Zygote.jl icon indicating copy to clipboard operation
Zygote.jl copied to clipboard

Remove redundant sum() rules

Open ToucheSir opened this issue 1 year ago • 10 comments

The pullback is non-differentiable, which messes with nested AD (https://github.com/FluxML/Zygote.jl/issues/1450). It's also not clear to me why this rule still exists when ChainRules has a seemingly GPU-compatible one. Let's see what CI says.

PR Checklist

  • ~~Tests are added~~
  • ~~Documentation, if applicable~~

ToucheSir avatar Sep 01 '23 19:09 ToucheSir

I thought this existed in order to opt-out of the Zygote rule for sum which makes a FillArray.

julia> gradient(sum, [2.0, 3.0])
(Fill(1.0, 2),)

We could delete that too, it saves one copy sometimes but rarely matters in real code, and causes problems.

mcabbott avatar Sep 02 '23 19:09 mcabbott

Deleting that rule fixes all but one testsuite, https://github.com/FluxML/Zygote.jl/blob/612961353e4a81f9861fbca9db714e86f30ad0a3/test/lib/array.jl#L53. Not sure how best to fix it. Perhaps we could generalize https://github.com/FluxML/Zygote.jl/blob/612961353e4a81f9861fbca9db714e86f30ad0a3/src/lib/array.jl#L340-L342 to work on all Integers and convert it to a rrule(::ZygoteRuleConfig, ...) for future-proofing at the same time?

ToucheSir avatar Sep 05 '23 03:09 ToucheSir

We could certainly delete the rule for bool arrays, as there's one here:

https://github.com/JuliaDiff/ChainRules.jl/blob/ba52ec89ddd97a07e79cc35a9fa39019915d203b/src/rulesets/Base/nondiff.jl#L80

IDK what the issue with that Dict test is.

(Considering integers to be differentiable was a mistake, IMO, but a breaking change to fix that, here or in CR.)

mcabbott avatar Sep 05 '23 17:09 mcabbott

IDK what the issue with that Dict test is.

The old rule was arguably wrong, because it was passing through the gradient for the summed value without doing any form of projection.

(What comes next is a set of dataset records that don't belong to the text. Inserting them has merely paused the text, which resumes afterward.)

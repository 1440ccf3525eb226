//! Canonical, provider-neutral view of one AWS resource.
//!
//! The normalizer folds heterogeneous API shapes into `ResourceDescriptor`
//! values so rules can evaluate every resource type through one interface.
//! Attributes that cannot be computed upstream are left absent; the typed
//! accessors fail closed with `MissingAttribute`, which the engine turns
//! into a skip rather than a defaulted (and misleading) value.

use std::collections::BTreeMap;
use std::fmt;

use serde::{Deserialize, Serialize};
use thiserror::Error;

// ============================================================================
// Resource types
// ============================================================================

/// The kinds of resources the engine knows how to evaluate.
#[derive(Debug, Clone, Copy, PartialEq, Eq, Hash, PartialOrd, Ord, Serialize, Deserialize)]
#[serde(rename_all = "snake_case")]
pub enum ResourceType {
    Role,
    Policy,
    User,
    Account,
    SecurityGroup,
    Bucket,
    Instance,
    Volume,
    Snapshot,
    ElasticIp,
    NatGateway,
    RdsInstance,
}

impl ResourceType {
    /// Get the string representation.
    pub fn as_str(&self) -> &'static str {
        match self {
            Self::Role => "role",
            Self::Policy => "policy",
            Self::User => "user",
            Self::Account => "account",
            Self::SecurityGroup => "security_group",
            Self::Bucket => "bucket",
            Self::Instance => "instance",
            Self::Volume => "volume",
            Self::Snapshot => "snapshot",
            Self::ElasticIp => "elastic_ip",
            Self::NatGateway => "nat_gateway",
            Self::RdsInstance => "rds_instance",
        }
    }
}

impl fmt::Display for ResourceType {
    fn fmt(&self, f: &mut fmt::Formatter<'_>) -> fmt::Result {
        write!(f, "{}", self.as_str())
    }
}

// ============================================================================
// Structured attribute payloads
// ============================================================================

/// One ingress rule of a security group, reduced to what exposure rules need.
#[derive(Debug, Clone, PartialEq, Serialize, Deserialize)]
pub struct IngressRule {
    /// Protocol as reported by the provider ("tcp", "udp", "-1" for all).
    pub protocol: String,
    /// Start of the port range. Absent for all-traffic rules.
    pub from_port: Option<u16>,
    /// End of the port range. Absent for all-traffic rules.
    pub to_port: Option<u16>,
    /// Source CIDR of the rule.
    pub cidr: String,
    /// Whether the source CIDR is the whole internet (0.0.0.0/0 or ::/0).
    pub public: bool,
}

impl IngressRule {
    /// Whether the rule spans every port (explicit 0-65535 or all-traffic protocol).
    pub fn covers_all_ports(&self) -> bool {
        if self.protocol == "-1" {
            return true;
        }
        matches!((self.from_port, self.to_port), (Some(0), Some(65535)))
    }

    /// Whether `port` falls inside this rule's range.
    pub fn covers_port(&self, port: u16) -> bool {
        if self.protocol == "-1" {
            return true;
        }
        match (self.from_port, self.to_port) {
            (Some(from), Some(to)) => from <= port && port <= to,
            _ => false,
        }
    }
}

/// One statement of an IAM policy document, reduced to what risk rules need.
#[derive(Debug, Clone, PartialEq, Serialize, Deserialize)]
pub struct PolicyStatement {
    /// "Allow" or "Deny".
    pub effect: String,
    /// Action patterns granted by the statement.
    pub actions: Vec<String>,
    /// Resource patterns the statement applies to.
    pub resources: Vec<String>,
    /// Whether the statement carries a Condition block.
    pub has_condition: bool,
}

impl PolicyStatement {
    pub fn is_allow(&self) -> bool {
        self.effect.eq_ignore_ascii_case("allow")
    }

    /// Whether any action element is the literal `*`.
    pub fn has_wildcard_action(&self) -> bool {
        self.actions.iter().any(|a| a == "*")
    }

    /// Whether any resource element is the literal `*`.
    pub fn has_wildcard_resource(&self) -> bool {
        self.resources.iter().any(|r| r == "*")
    }

    /// Admin-equivalent: Allow on every action against every resource.
    pub fn is_admin(&self) -> bool {
        self.is_allow() && self.has_wildcard_action() && self.has_wildcard_resource()
    }

    /// Whether the statement grants `action`, honoring `*` and
    /// service-prefix wildcards like `iam:*` or `iam:Create*`.
    pub fn grants_action(&self, action: &str) -> bool {
        self.is_allow() && self.actions.iter().any(|p| action_matches(p, action))
    }
}

/// Match a granted action pattern against a concrete action name.
///
/// Patterns use the IAM `*` wildcard; matching is case-insensitive, like IAM.
pub fn action_matches(pattern: &str, action: &str) -> bool {
    let pattern = pattern.to_ascii_lowercase();
    let action = action.to_ascii_lowercase();
    if !pattern.contains('*') {
        return pattern == action;
    }
    // Each literal segment between wildcards must appear in order; the
    // first and last segments stay anchored to the ends.
    let segments: Vec<&str> = pattern.split('*').collect();
    let (first, last) = (segments[0], segments[segments.len() - 1]);
    let Some(mut rest) = action.strip_prefix(first) else {
        return false;
    };
    for segment in &segments[1..segments.len() - 1] {
        let Some(at) = rest.find(segment) else {
            return false;
        };
        rest = &rest[at + segment.len()..];
    }
    rest.ends_with(last)
}

// ============================================================================
// Attribute values
// ============================================================================

/// A single normalized attribute value.
#[derive(Debug, Clone, PartialEq, Serialize, Deserialize)]
#[serde(untagged)]
pub enum AttrValue {
    Bool(bool),
    Int(i64),
    Float(f64),
    Str(String),
    StrList(Vec<String>),
    Ingress(Vec<IngressRule>),
    Statements(Vec<PolicyStatement>),
}

impl From<bool> for AttrValue {
    fn from(v: bool) -> Self {
        Self::Bool(v)
    }
}

impl From<i64> for AttrValue {
    fn from(v: i64) -> Self {
        Self::Int(v)
    }
}

impl From<f64> for AttrValue {
    fn from(v: f64) -> Self {
        Self::Float(v)
    }
}

impl From<&str> for AttrValue {
    fn from(v: &str) -> Self {
        Self::Str(v.to_string())
    }
}

impl From<String> for AttrValue {
    fn from(v: String) -> Self {
        Self::Str(v)
    }
}

// ============================================================================
// Missing attribute (skip path)
// ============================================================================

/// A rule asked for an attribute the normalizer did not populate.
///
/// This is never surfaced to callers as a failure: the engine counts the
/// skip and moves on.
#[derive(Debug, Clone, PartialEq, Eq, Error)]
#[error("missing attribute '{key}'")]
pub struct MissingAttribute {
    pub key: String,
}

impl MissingAttribute {
    pub fn new(key: impl Into<String>) -> Self {
        Self { key: key.into() }
    }
}

// ============================================================================
// Resource descriptor
// ============================================================================

/// Canonical snapshot of one resource's rule-relevant attributes.
///
/// Constructed fresh per evaluation pass and immutable once built.
#[derive(Debug, Clone, PartialEq, Serialize, Deserialize)]
pub struct ResourceDescriptor {
    pub resource_type: ResourceType,
    pub resource_id: String,
    /// Populated attribute set; which keys are present depends on the
    /// resource type and on what the upstream fetch could observe.
    pub attributes: BTreeMap<String, AttrValue>,
    /// Provider tags, used by cost-allocation rules.
    pub tags: BTreeMap<String, String>,
}

impl ResourceDescriptor {
    pub fn new(resource_type: ResourceType, resource_id: impl Into<String>) -> Self {
        Self {
            resource_type,
            resource_id: resource_id.into(),
            attributes: BTreeMap::new(),
            tags: BTreeMap::new(),
        }
    }

    /// Set an attribute.
    pub fn attr(mut self, key: impl Into<String>, value: impl Into<AttrValue>) -> Self {
        self.attributes.insert(key.into(), value.into());
        self
    }

    /// Set an attribute only when the upstream value is known.
    pub fn attr_opt(self, key: impl Into<String>, value: Option<impl Into<AttrValue>>) -> Self {
        match value {
            Some(v) => self.attr(key, v),
            None => self,
        }
    }

    /// Set a tag.
    pub fn tag(mut self, key: impl Into<String>, value: impl Into<String>) -> Self {
        self.tags.insert(key.into(), value.into());
        self
    }

    fn get(&self, key: &str) -> Result<&AttrValue, MissingAttribute> {
        self.attributes.get(key).ok_or_else(|| MissingAttribute::new(key))
    }

    pub fn require_bool(&self, key: &str) -> Result<bool, MissingAttribute> {
        match self.get(key)? {
            AttrValue::Bool(v) => Ok(*v),
            _ => Err(MissingAttribute::new(key)),
        }
    }

    pub fn require_int(&self, key: &str) -> Result<i64, MissingAttribute> {
        match self.get(key)? {
            AttrValue::Int(v) => Ok(*v),
            _ => Err(MissingAttribute::new(key)),
        }
    }

    pub fn require_float(&self, key: &str) -> Result<f64, MissingAttribute> {
        match self.get(key)? {
            AttrValue::Float(v) => Ok(*v),
            AttrValue::Int(v) => Ok(*v as f64),
            _ => Err(MissingAttribute::new(key)),
        }
    }

    pub fn require_str(&self, key: &str) -> Result<&str, MissingAttribute> {
        match self.get(key)? {
            AttrValue::Str(v) => Ok(v),
            _ => Err(MissingAttribute::new(key)),
        }
    }

    pub fn require_ingress(&self, key: &str) -> Result<&[IngressRule], MissingAttribute> {
        match self.get(key)? {
            AttrValue::Ingress(v) => Ok(v),
            _ => Err(MissingAttribute::new(key)),
        }
    }

    pub fn require_statements(&self, key: &str) -> Result<&[PolicyStatement], MissingAttribute> {
        match self.get(key)? {
            AttrValue::Statements(v) => Ok(v),
            _ => Err(MissingAttribute::new(key)),
        }
    }

    /// Optional float accessor for attributes rules treat as best-effort.
    pub fn float_opt(&self, key: &str) -> Option<f64> {
        match self.attributes.get(key) {
            Some(AttrValue::Float(v)) => Some(*v),
            Some(AttrValue::Int(v)) => Some(*v as f64),
            _ => None,
        }
    }

    /// Optional string accessor.
    pub fn str_opt(&self, key: &str) -> Option<&str> {
        match self.attributes.get(key) {
            Some(AttrValue::Str(v)) => Some(v),
            _ => None,
        }
    }
}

If this were a scalar function, asking to differentiate wrt an integer argument would return a float gradient. So in my mind the test is actually capturing incorrect and inconsistent behaviour of the current rule. If we agree on that, I'll just tweak the test and we'll be back on green CI (minus known AbstractFFT failures).

ToucheSir avatar Sep 05 '23 22:09 ToucheSir

Sorry I didn't look closely, but if the change is just that now you get a Dict of Floats not Ints, then that seems totally fine, we just adjust the test.

mcabbott avatar Sep 05 '23 23:09 mcabbott

The one remaining failure:

sum, prod, cumsum: Test Failed at /var/lib/buildkite-agent/builds/gpuci-1/julialang/zygote-dot-jl/test/gradcheck.jl:117
  Expression: gradient(sum, [true, false, true]) == (nothing,)
 Evaluated: nothing == (nothing,)

Which comes from the isnothing ternary on https://github.com/FluxML/Zygote.jl/blob/e0d3d8b1a785ec291f0a41da3f12cad51d80eb6b/src/compiler/interface.jl#L98

@mcabbott do you recall why we're collapsing to nothing here? I can't recall how we're supposed to handle nothing vs (nothing,) vs (nothing, ..., nothing) when returned from the pullback.

ToucheSir avatar Sep 08 '23 03:09 ToucheSir

My memory is that Zygote is eager to collapse any tuple of nothings to just nothing, but doesn't always manage to do so. I think at least withgradient and perhaps gradient try to restore them & always make a tuple. But I may have forgotten things.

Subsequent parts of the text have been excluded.